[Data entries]
——————————
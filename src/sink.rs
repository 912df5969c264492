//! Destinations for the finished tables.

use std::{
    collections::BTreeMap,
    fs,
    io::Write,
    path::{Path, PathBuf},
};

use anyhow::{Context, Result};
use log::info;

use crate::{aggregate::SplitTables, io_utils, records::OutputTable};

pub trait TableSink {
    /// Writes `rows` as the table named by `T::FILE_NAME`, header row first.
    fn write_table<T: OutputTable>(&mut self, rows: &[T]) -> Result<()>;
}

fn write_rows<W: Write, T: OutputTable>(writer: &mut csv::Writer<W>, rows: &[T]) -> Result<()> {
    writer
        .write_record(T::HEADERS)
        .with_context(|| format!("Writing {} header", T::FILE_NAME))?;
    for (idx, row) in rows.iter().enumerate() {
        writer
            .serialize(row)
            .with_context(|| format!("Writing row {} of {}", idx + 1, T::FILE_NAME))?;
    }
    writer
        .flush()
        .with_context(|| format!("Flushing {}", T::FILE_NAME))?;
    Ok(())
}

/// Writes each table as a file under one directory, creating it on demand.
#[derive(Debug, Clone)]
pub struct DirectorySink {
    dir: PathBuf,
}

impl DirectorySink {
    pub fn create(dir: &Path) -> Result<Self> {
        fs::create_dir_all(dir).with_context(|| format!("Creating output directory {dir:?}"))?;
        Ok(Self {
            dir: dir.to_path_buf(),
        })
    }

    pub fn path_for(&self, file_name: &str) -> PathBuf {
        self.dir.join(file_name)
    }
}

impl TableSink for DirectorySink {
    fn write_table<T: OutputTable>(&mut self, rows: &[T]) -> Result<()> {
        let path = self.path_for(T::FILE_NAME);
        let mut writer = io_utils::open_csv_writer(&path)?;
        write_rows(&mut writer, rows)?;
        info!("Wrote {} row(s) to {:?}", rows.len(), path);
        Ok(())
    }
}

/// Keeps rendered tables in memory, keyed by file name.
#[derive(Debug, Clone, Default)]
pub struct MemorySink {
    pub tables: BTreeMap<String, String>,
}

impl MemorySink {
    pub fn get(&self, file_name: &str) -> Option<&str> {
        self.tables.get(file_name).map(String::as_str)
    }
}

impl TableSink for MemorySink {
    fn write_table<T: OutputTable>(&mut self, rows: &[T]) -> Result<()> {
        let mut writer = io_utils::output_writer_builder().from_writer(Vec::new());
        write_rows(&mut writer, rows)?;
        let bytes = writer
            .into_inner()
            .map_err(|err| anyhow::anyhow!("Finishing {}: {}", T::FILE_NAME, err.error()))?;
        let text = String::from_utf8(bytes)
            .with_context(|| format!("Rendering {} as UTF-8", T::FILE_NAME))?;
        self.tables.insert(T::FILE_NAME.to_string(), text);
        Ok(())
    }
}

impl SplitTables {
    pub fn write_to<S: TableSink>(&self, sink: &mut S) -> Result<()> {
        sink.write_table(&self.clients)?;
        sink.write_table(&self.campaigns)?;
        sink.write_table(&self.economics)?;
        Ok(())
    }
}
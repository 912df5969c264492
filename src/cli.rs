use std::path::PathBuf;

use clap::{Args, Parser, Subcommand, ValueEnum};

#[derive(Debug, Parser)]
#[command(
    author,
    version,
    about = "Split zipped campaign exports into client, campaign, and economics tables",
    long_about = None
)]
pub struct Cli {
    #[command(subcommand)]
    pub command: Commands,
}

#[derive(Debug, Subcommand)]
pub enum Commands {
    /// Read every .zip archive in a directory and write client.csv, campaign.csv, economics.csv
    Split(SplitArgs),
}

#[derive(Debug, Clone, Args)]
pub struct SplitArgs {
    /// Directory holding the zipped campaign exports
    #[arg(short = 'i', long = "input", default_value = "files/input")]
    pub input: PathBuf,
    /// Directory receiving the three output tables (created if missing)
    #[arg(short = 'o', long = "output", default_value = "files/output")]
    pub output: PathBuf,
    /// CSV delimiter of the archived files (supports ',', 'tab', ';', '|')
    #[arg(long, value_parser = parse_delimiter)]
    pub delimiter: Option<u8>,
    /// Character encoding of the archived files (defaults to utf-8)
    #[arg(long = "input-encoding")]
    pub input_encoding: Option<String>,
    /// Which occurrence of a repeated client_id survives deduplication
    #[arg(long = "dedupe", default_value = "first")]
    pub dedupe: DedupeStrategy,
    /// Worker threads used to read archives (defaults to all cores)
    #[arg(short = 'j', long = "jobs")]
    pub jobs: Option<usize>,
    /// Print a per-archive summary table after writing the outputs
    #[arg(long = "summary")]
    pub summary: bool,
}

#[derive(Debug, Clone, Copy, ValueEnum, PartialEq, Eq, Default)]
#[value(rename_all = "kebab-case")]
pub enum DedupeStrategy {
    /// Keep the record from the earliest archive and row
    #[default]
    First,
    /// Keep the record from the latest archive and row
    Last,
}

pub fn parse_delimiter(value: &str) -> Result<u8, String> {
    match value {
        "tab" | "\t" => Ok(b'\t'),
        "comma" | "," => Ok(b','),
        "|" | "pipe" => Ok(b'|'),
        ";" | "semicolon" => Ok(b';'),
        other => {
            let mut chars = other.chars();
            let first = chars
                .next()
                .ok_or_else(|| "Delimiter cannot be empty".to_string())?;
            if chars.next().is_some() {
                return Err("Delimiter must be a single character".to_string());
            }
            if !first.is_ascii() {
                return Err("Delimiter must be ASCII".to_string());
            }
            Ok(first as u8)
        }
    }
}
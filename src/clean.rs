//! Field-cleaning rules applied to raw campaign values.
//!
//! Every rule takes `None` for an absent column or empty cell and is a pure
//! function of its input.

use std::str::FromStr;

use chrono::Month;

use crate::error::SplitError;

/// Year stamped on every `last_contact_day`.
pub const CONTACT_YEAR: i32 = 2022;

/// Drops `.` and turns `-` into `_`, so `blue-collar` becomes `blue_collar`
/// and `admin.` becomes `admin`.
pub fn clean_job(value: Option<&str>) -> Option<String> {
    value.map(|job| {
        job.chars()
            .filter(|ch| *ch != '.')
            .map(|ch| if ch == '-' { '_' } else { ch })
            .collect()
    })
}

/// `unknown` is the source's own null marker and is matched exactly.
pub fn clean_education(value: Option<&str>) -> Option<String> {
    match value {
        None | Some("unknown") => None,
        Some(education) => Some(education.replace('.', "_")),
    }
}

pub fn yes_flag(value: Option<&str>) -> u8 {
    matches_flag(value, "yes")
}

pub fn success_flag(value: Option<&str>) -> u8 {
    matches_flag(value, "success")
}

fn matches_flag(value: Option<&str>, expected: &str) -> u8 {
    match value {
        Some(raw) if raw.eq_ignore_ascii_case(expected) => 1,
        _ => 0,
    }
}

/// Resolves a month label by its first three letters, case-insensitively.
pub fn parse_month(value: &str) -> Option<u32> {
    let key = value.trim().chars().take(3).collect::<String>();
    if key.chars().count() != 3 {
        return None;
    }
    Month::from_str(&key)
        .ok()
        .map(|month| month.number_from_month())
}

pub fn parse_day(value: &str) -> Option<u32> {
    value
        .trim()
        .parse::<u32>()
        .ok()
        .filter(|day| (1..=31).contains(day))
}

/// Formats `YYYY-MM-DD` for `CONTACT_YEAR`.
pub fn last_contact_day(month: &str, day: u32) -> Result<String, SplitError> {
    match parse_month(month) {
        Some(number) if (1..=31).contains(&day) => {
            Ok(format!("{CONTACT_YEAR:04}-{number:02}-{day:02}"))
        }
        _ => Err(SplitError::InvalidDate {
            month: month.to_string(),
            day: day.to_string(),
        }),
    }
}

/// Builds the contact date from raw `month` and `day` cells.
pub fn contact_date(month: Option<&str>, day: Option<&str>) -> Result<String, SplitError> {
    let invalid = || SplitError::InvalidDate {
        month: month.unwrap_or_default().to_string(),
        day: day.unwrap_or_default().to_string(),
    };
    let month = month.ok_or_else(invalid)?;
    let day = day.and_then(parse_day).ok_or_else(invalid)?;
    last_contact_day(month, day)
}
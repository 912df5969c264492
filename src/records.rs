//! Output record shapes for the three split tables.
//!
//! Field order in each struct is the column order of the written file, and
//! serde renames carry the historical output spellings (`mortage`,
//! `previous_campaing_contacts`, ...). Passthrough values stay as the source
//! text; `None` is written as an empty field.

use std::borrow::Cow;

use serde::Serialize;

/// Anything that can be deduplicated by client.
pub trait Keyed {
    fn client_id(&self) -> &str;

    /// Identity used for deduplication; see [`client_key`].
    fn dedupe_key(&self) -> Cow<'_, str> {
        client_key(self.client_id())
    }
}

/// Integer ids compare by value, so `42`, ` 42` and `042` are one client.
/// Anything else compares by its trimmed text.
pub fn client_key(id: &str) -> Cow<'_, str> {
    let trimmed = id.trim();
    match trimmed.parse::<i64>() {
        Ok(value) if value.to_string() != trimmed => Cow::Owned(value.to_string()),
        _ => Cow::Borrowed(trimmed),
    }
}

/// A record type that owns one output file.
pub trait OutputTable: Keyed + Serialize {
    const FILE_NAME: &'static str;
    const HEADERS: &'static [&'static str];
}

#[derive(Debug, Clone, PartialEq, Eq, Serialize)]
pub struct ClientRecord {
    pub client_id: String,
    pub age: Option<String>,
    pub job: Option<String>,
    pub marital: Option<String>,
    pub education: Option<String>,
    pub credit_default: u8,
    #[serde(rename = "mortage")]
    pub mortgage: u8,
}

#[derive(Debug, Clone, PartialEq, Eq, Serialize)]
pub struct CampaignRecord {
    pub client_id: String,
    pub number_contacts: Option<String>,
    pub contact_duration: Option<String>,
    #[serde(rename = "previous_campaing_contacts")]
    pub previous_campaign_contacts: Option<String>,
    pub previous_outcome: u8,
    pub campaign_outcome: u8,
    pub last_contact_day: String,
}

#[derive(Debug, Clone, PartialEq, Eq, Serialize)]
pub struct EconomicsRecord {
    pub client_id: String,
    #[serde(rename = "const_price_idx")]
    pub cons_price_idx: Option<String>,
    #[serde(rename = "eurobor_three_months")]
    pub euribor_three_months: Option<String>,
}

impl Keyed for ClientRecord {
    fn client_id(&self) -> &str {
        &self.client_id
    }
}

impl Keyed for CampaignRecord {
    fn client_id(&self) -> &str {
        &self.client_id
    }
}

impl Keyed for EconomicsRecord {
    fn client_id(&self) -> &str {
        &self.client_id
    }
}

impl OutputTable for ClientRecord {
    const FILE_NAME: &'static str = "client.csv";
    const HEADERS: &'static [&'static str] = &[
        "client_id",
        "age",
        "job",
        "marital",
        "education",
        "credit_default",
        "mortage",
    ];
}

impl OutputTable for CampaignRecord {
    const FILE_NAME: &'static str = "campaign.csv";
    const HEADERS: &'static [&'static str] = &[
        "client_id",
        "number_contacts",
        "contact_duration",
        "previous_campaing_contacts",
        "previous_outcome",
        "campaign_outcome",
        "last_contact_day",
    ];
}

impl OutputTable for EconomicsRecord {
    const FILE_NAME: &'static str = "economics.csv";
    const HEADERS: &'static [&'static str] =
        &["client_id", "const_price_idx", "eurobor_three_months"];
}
——————————
• **Aim of the task**
Work out how many lines above contain the word "struct". Give only the number.

• **Expected answer**
8